Incremental Loading Using dbt

Here, I discuss how I used incremental loading whilst modelling Land Registry's Price Paid dataset. The complete dataset contains a row for every property transaction in England and Wales registered with the Land Registry since 1995 ~ 24 million rows. Land Registry publishes monthly update files that contain new transactions, corrections or deletions.

Rather than having to rebuild a large table whenever a monthly update is released, I wanted a way to only build it once, to then only process the new, monthly transactions.

Incremental loading involves processing only the data that has been added or changed since the previous load. Incremental loading improves data pipeline speed, enabling more real-time analytics, and reduces compute usage.

Incremental Materialisations in dbt

I spell the word correctly unless dbt forces my hand.

In database systems, a materialisation is the way in which the result of a query is stored. E.g., a table physically stores the query result, whilst a view stores only a query definition, which reruns each time the view is called.

Like other materialisations, a model can be materialised as incremental within the configuration block, at the start of the model (can be alternatively done in the .yml file):

  {{ config( materialized = 'incremental' ) }}

A table materialisation rebuilds the complete table each time the model is run. An incremental materialisation creates a table on its first run; subsequent runs process a smaller set of incoming rows, which are 'combined' in some way with the existing table.
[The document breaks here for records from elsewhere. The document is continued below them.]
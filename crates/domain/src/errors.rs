//! Error types used throughout osabridge

use serde::{Deserialize, Serialize};
use thiserror::Error;

/// Main error type for osabridge
#[derive(Error, Debug, Clone, PartialEq, Eq, Serialize, Deserialize)]
#[serde(tag = "type", content = "message")]
pub enum OsaBridgeError {
    #[error("Configuration error: {0}")]
    Config(String),

    #[error("Platform error: {0}")]
    Platform(String),

    /// The interpreter ran (or tried to) and the script did not succeed.
    #[error("Script error: {0}")]
    Script(String),

    #[error("Invalid input: {0}")]
    InvalidInput(String),

    #[error("Internal error: {0}")]
    Internal(String),
}

/// Result type alias for osabridge operations
pub type Result<T> = std::result::Result<T, OsaBridgeError>;

#[cfg(test)]
mod tests {
    use super::*;

    #[test]
    fn test_display_prefixes_category() {
        let err = OsaBridgeError::Script("boom".into());
        assert_eq!(err.to_string(), "Script error: boom");

        let err = OsaBridgeError::Config("timeout_ms must be greater than zero".into());
        assert_eq!(err.to_string(), "Configuration error: timeout_ms must be greater than zero");
    }

    #[test]
    fn test_serializes_as_tagged_object() {
        let err = OsaBridgeError::Platform("osascript spawn failed".into());
        let json = serde_json::to_value(&err).unwrap();
        assert_eq!(json["type"], "Platform");
        assert_eq!(json["message"], "osascript spawn failed");

        let back: OsaBridgeError = serde_json::from_value(json).unwrap();
        assert_eq!(back, err);
    }
}
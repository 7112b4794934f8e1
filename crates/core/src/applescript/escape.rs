//! Escaping for untrusted text placed inside AppleScript string literals.
//!
//! AppleScript string literals are delimited by `"` and use `\` as the escape
//! character, so those two must be escaped, and raw line breaks are replaced
//! by their `\r` / `\n` escape sequences so a value can never end the
//! statement it is interpolated into.
//!
//! # Example
//! ```rust
//! use osabridge_core::{applescript_string_literal, escape_applescript_string};
//!
//! let title = "He said \"hi\"\nBye";
//! assert_eq!(escape_applescript_string(title), r#"He said \"hi\"\nBye"#);
//!
//! let script = format!(
//!     "display notification {} with title \"Build\"",
//!     applescript_string_literal(title)
//! );
//! assert!(script.starts_with(r#"display notification "He said \"hi\"\nBye""#));
//! ```

/// Escape `value` for use between double quotes in an AppleScript source.
///
/// Backslashes are escaped first, then double quotes, carriage returns and
/// line feeds. Every other character passes through untouched.
#[must_use]
pub fn escape_applescript_string(value: &str) -> String {
    let mut escaped = String::with_capacity(value.len() + value.len() / 8);
    // Single pass: each source char maps to exactly one output chunk, which
    // gives the same result as replacing in backslash, quote, CR, LF order.
    for ch in value.chars() {
        match ch {
            '\\' => escaped.push_str("\\\\"),
            '"' => escaped.push_str("\\\""),
            '\r' => escaped.push_str("\\r"),
            '\n' => escaped.push_str("\\n"),
            other => escaped.push(other),
        }
    }
    escaped
}

/// Escape `value` and wrap it in double quotes, ready to interpolate.
#[must_use]
pub fn applescript_string_literal(value: &str) -> String {
    format!("\"{}\"", escape_applescript_string(value))
}
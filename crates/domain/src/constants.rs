//! Domain constants
//!
//! Centralized location for the defaults the runner and loader fall back to.

// Interpreter defaults
pub const DEFAULT_INTERPRETER: &str = "osascript";
pub const DEFAULT_SCRIPT_TIMEOUT_MS: u64 = 10_000;
pub const DEFAULT_MAX_OUTPUT_BYTES: usize = 10 * 1024 * 1024;

/// Message used when a failed run left nothing on either output channel.
pub const UNKNOWN_SCRIPT_ERROR: &str = "Unknown error occurred while executing AppleScript";

// Logging
pub const SCRIPT_PREVIEW_CHARS: usize = 100;

// Environment variables read by the config loader
pub const ENV_INTERPRETER: &str = "OSABRIDGE_INTERPRETER";
pub const ENV_TIMEOUT_MS: &str = "OSABRIDGE_TIMEOUT_MS";
pub const ENV_MAX_OUTPUT_BYTES: &str = "OSABRIDGE_MAX_OUTPUT_BYTES";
In my project, I used the following configuration block:

{{
    config(
        materialized = 'incremental',
        incremental_strategy = 'merge',
        unique_key = 'transaction_id'
    )
}}

The merge strategy compares incoming rows with those from the existing table using the unique_key column. If an incoming transaction ID already exists in the base table, the corresponding row is updated with the value from the new, incoming data. If it does not exist, a new row is inserted.
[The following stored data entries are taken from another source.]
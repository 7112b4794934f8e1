//! # osabridge Domain
//!
//! Plain data shared by every osabridge crate.
//!
//! This crate contains:
//! - The script execution result shape handed back to callers
//! - Domain error types and Result definitions
//! - Runner configuration
//! - Domain constants
//!
//! ## Architecture
//! - No dependencies on other osabridge crates
//! - No I/O

pub mod config;
pub mod constants;
pub mod errors;
pub mod types;

// Re-export commonly used items
pub use config::*;
pub use errors::*;
pub use types::*;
An incremental model may require different SQL operations when it is first run to when it is subsequently updated. dbt provides the is_incremental() macro for this purpose.

{% if is_incremental() %}

    -- SQL used during an incremental run

{% else %}

    -- SQL used during the initial build

{% endif %}

is_incremental() evaluates to true when:

the model is materialised as incremental
the target table already exists
the model is not being run with --full-refresh

During the first run, the table does not exist, so the function evaluates to false. During later runs, it evaluates to true, allowing the model to process only the incoming data. Within an incremental model, dbt can reference the table already created by that model using {{ this }}, which 'points' to the materialised table in the warehouse. A placeholder use of {{ this }} -

{% if is_incremental() %}

    where loaded_at > (
        select max(loaded_at)
        from {{ this }}
    )

{% endif %}

On the first run, the model does not yet exist, so is_incremental() evaluates to false. The filter is therefore excluded from the compiled SQL and the complete source is used to create the table.

On subsequent runs, is_incremental() evaluates to true. dbt then compares the source data with the maximum loaded_at value in {{ this }}, so only rows loaded after the previous run are passed to the merge.
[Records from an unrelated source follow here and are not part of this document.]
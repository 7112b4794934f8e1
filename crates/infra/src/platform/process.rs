//! Bounded subprocess execution.
//!
//! Runs a program with its stdin fed from a string and both output pipes
//! captured, under a wall-clock deadline and a per-stream byte cap. The child
//! is always reaped before [`run_with_input`] returns.
//!
//! Pipes are serviced on helper threads so a child that writes more than the
//! OS pipe buffer can never deadlock against us. If the child leaves a
//! grandchild holding a pipe open, the reader for that pipe is abandoned after
//! a short drain grace instead of blocking the caller.

use std::io::{self, Read, Write};
use std::process::{Child, ChildStdin, Command, ExitStatus, Stdio};
use std::sync::atomic::{AtomicBool, Ordering};
use std::sync::mpsc::{self, Receiver, RecvTimeoutError, Sender};
use std::sync::Arc;
use std::thread;
use std::time::{Duration, Instant};

use thiserror::Error;
use wait_timeout::ChildExt;

/// How often the wait loop wakes up to check the output cap.
const POLL_INTERVAL: Duration = Duration::from_millis(25);

/// How long to keep collecting output once the child is gone.
const DRAIN_GRACE: Duration = Duration::from_millis(250);

/// Spawn-level failures: the process could not be started, fed, waited on or
/// kept within bounds. Its `Display` text is what callers see.
#[derive(Debug, Error)]
pub enum SpawnError {
    /// The program could not be started (missing, not executable...).
    #[error("failed to spawn {program}: {source}")]
    Spawn {
        /// Interpreter that was being started.
        program: String,
        /// Underlying OS error.
        #[source]
        source: io::Error,
    },

    /// Writing the script to stdin failed for a reason other than the child
    /// closing it.
    #[error("failed to write script to {program} stdin: {source}")]
    Stdin {
        /// Interpreter being fed.
        program: String,
        /// Underlying OS error.
        #[source]
        source: io::Error,
    },

    /// Polling the child for its exit status failed.
    #[error("failed to wait for {program}: {source}")]
    Wait {
        /// Interpreter being waited on.
        program: String,
        /// Underlying OS error.
        #[source]
        source: io::Error,
    },

    /// The child ran past its deadline and was killed.
    #[error("{program} timed out after {timeout_ms}ms")]
    TimedOut {
        /// Interpreter that was killed.
        program: String,
        /// Deadline that was exceeded.
        timeout_ms: u128,
    },

    /// stdout or stderr grew past the cap and the child was killed.
    #[error("{program} output exceeded {limit} bytes")]
    OutputLimit {
        /// Interpreter that was killed.
        program: String,
        /// Per-stream cap in bytes.
        limit: usize,
    },
}

/// Limits applied to a single run.
#[derive(Debug, Clone, Copy)]
pub struct ProcessLimits {
    /// Wall-clock budget measured from spawn.
    pub timeout: Duration,
    /// Cap applied to stdout and stderr independently.
    pub max_output_bytes: usize,
}

/// Everything observed about one run.
#[derive(Debug, Default)]
pub struct CapturedProcess {
    /// Exit status once reaped. `None` only when the process never started or
    /// could not be reaped.
    pub status: Option<ExitStatus>,
    /// Raw stdout bytes, truncated to the cap.
    pub stdout: Vec<u8>,
    /// Raw stderr bytes, truncated to the cap.
    pub stderr: Vec<u8>,
    /// Spawn-level failure, if any. Takes priority over the exit status.
    pub failure: Option<SpawnError>,
}

impl CapturedProcess {
    fn spawn_failed(error: SpawnError) -> Self {
        Self { failure: Some(error), ..Self::default() }
    }

    /// Exited with status 0 and nothing went wrong along the way.
    #[must_use]
    pub fn succeeded(&self) -> bool {
        self.failure.is_none() && self.status.is_some_and(|status| status.success())
    }
}

#[derive(Debug, Clone, Copy)]
enum Stream {
    Stdout,
    Stderr,
}

enum WaitOutcome {
    Exited(ExitStatus),
    TimedOut,
    OutputLimit,
    WaitFailed(io::Error),
}

/// Run `program`, writing `input` to its stdin and capturing stdout/stderr.
///
/// Never panics and never returns early without reaping the child.
#[must_use]
pub fn run_with_input(program: &str, input: &str, limits: ProcessLimits) -> CapturedProcess {
    let mut child = match Command::new(program)
        .stdin(Stdio::piped())
        .stdout(Stdio::piped())
        .stderr(Stdio::piped())
        .spawn()
    {
        Ok(child) => child,
        Err(source) => {
            return CapturedProcess::spawn_failed(SpawnError::Spawn {
                program: program.to_string(),
                source,
            })
        }
    };

    let started = Instant::now();
    let deadline = started + limits.timeout;
    let overflow = Arc::new(AtomicBool::new(false));
    let (tx, rx) = mpsc::channel();

    let (writer_tx, writer_rx) = mpsc::channel();
    match child.stdin.take() {
        Some(stdin) => spawn_writer(stdin, input.as_bytes().to_vec(), writer_tx),
        None => drop(writer_tx),
    }
    spawn_reader(child.stdout.take(), Stream::Stdout, limits.max_output_bytes, &overflow, &tx);
    spawn_reader(child.stderr.take(), Stream::Stderr, limits.max_output_bytes, &overflow, &tx);
    drop(tx);

    let outcome = wait_for_exit(&mut child, deadline, &overflow);

    let (status, mut failure) = match outcome {
        WaitOutcome::Exited(status) => {
            tracing::trace!(
                exit_code = status.code(),
                elapsed_ms = started.elapsed().as_millis(),
                "Interpreter exited"
            );
            (Some(status), None)
        }
        WaitOutcome::TimedOut => {
            tracing::warn!(
                program = %program,
                timeout_ms = limits.timeout.as_millis(),
                "Interpreter timed out, killing process"
            );
            let status = kill_and_reap(&mut child);
            let error = SpawnError::TimedOut {
                program: program.to_string(),
                timeout_ms: limits.timeout.as_millis(),
            };
            (status, Some(error))
        }
        WaitOutcome::OutputLimit => {
            tracing::warn!(
                program = %program,
                limit = limits.max_output_bytes,
                "Interpreter output exceeded cap, killing process"
            );
            let status = kill_and_reap(&mut child);
            let error = SpawnError::OutputLimit {
                program: program.to_string(),
                limit: limits.max_output_bytes,
            };
            (status, Some(error))
        }
        WaitOutcome::WaitFailed(source) => {
            tracing::error!(error = %source, "Failed to wait for interpreter");
            let status = kill_and_reap(&mut child);
            (status, Some(SpawnError::Wait { program: program.to_string(), source }))
        }
    };

    // Normal exits get the rest of the time budget to flush their pipes.
    let drain_deadline = match failure {
        None => deadline.max(Instant::now() + DRAIN_GRACE),
        Some(_) => Instant::now() + DRAIN_GRACE,
    };

    let mut captured = CapturedProcess { status, ..CapturedProcess::default() };
    for _ in 0..2 {
        let wait = drain_deadline.saturating_duration_since(Instant::now());
        match rx.recv_timeout(wait) {
            Ok((Stream::Stdout, bytes)) => captured.stdout = bytes,
            Ok((Stream::Stderr, bytes)) => captured.stderr = bytes,
            Err(_) => {
                tracing::debug!("Output pipe still open after exit, abandoning reader");
                // A clean exit whose pipes outlive the deadline still blew the budget.
                if failure.is_none() {
                    failure = Some(SpawnError::TimedOut {
                        program: program.to_string(),
                        timeout_ms: limits.timeout.as_millis(),
                    });
                }
                break;
            }
        }
    }

    if failure.is_none() && overflow.load(Ordering::SeqCst) {
        failure = Some(SpawnError::OutputLimit {
            program: program.to_string(),
            limit: limits.max_output_bytes,
        });
    }

    if failure.is_none() {
        if let Some(source) = stdin_write_error(&writer_rx, DRAIN_GRACE) {
            failure = Some(SpawnError::Stdin { program: program.to_string(), source });
        }
    }

    captured.failure = failure;
    captured
}

fn wait_for_exit(child: &mut Child, deadline: Instant, overflow: &AtomicBool) -> WaitOutcome {
    loop {
        if overflow.load(Ordering::SeqCst) {
            return WaitOutcome::OutputLimit;
        }
        let now = Instant::now();
        if now >= deadline {
            return WaitOutcome::TimedOut;
        }
        match child.wait_timeout((deadline - now).min(POLL_INTERVAL)) {
            Ok(Some(status)) => return WaitOutcome::Exited(status),
            Ok(None) => continue,
            Err(source) => return WaitOutcome::WaitFailed(source),
        }
    }
}

fn kill_and_reap(child: &mut Child) -> Option<ExitStatus> {
    // kill fails only if the child already exited; wait reaps either way
    let _ = child.kill();
    child.wait().ok()
}

/// Write the script and close stdin, reporting the outcome on `tx`. A child
/// that exits without reading all of it is not an error.
fn spawn_writer(mut stdin: ChildStdin, input: Vec<u8>, tx: Sender<io::Result<()>>) {
    thread::spawn(move || {
        let outcome = match stdin.write_all(&input) {
            Err(err) if err.kind() == io::ErrorKind::BrokenPipe => Ok(()),
            other => other,
        };
        drop(stdin);
        let _ = tx.send(outcome);
    });
}

/// Wait up to `grace` for the stdin writer to report. Called once the child
/// is reaped, when the pipe is closed and any pending write fails quickly.
fn stdin_write_error(rx: &Receiver<io::Result<()>>, grace: Duration) -> Option<io::Error> {
    match rx.recv_timeout(grace) {
        Ok(Err(source)) => Some(source),
        Ok(Ok(())) | Err(RecvTimeoutError::Disconnected) => None,
        Err(RecvTimeoutError::Timeout) => {
            tracing::debug!("Stdin writer still blocked after exit, abandoning it");
            None
        }
    }
}

fn spawn_reader<R>(
    pipe: Option<R>,
    stream: Stream,
    limit: usize,
    overflow: &Arc<AtomicBool>,
    tx: &Sender<(Stream, Vec<u8>)>,
) where
    R: Read + Send + 'static,
{
    let Some(pipe) = pipe else {
        let _ = tx.send((stream, Vec::new()));
        return;
    };
    let overflow = Arc::clone(overflow);
    let tx = tx.clone();

    thread::spawn(move || {
        let mut buf = Vec::new();
        // One byte past the cap is enough to know it was exceeded.
        let cap = u64::try_from(limit).unwrap_or(u64::MAX).saturating_add(1);
        if let Err(err) = pipe.take(cap).read_to_end(&mut buf) {
            tracing::debug!(?stream, error = %err, "Error reading interpreter output");
        }
        if buf.len() > limit {
            buf.truncate(limit);
            overflow.store(true, Ordering::SeqCst);
        }
        let _ = tx.send((stream, buf));
    });
}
A full refresh can still be forced using dbt build --full-refresh. In that case, is_incremental() evaluates to false, even if the table already exists: dbt rebuilds the model from the source.

The diagram below summarises this behaviour. During a normal incremental run, new rows are selected and merged into the existing model represented by {{ this }}. During a full refresh, the model is rebuilt from its complete source instead.

Project Overview

The broader project models Land Registry's Price Paid dataset. The data is transformed through a staging, intermediate (in which business-relevant metrics are derived), a part-normalised and a final, analytical layer (aggregated, so as to perform better in BI tool). Incremental loading (lower portion of the DAG, below) was added so that future updates could be processed without needing to completely rebuild the staging model.

Incrementally Loading Monthly Updates

Land Registry publishes monthly update files containing three possible record types:

Code	Meaning	Effect
`A`	Addition	Insert a new transaction
`C`	Correction	Update an existing transaction
`D`	Deletion	Remove the transaction from the active dataset

Not wanting to wait until the 20th in order to work with the update file, I created a synthetic set of transactions with two additions, two corrections and one deletion. Having established that the incremental models work as intended with this dummy data, I can now easily change the models to work with future update files.

The small CSV was placed in the project’s seeds directory and committed to Git. After pulling the latest repository version into dbt, it could be loaded into Snowflake using:

dbt seed

For small files, this is considerably easier than loading data manually into Snowflake as no DDL or COPY INTO is necessary.

The relevant portion of the DAG:

Where int_price_paid_current_state_lab is the incremental model. Starting, first, with the 'inputs' to the incremental process:

stg_price_paid_lab_baseline is a copy of the staged Price Paid dataset.
stg_synthetic_monthly_price_paid_events is the synthetic, update data.

The incremental model uses transaction_id as its unique_key and applies dbt’s merge strategy:

{{
    config(
        materialized = 'incremental',
        incremental_strategy = 'merge',
        unique_key = 'transaction_id'
    )
}}

The model uses is_incremental() to determine which 'input' to query:

stg_price_paid_lab_baseline is used to create the table initially.
stg_synthetic_monthly_price_paid_events supplies later update records.

During incremental runs, only records newer than the maximum loaded_at value already present in {{ this }} are selected:

{% if is_incremental() %}

    select *
    from {{ ref('stg_synthetic_monthly_price_paid_events') }}
    where loaded_at > (
        select max(loaded_at)
        from {{ this }}
    )

{% else %}

    select *
    from {{ ref('stg_price_paid_lab_baseline') }}

{% endif %}

New transaction IDs are inserted and corrections update the existing rows. Deletions are handled in the same way as corrections within the incremental model - the existing record is updated so that its latest status become D. Though the Land Registry removes all deleted records from their file, retaining it at this stage helps troubleshoot errrors.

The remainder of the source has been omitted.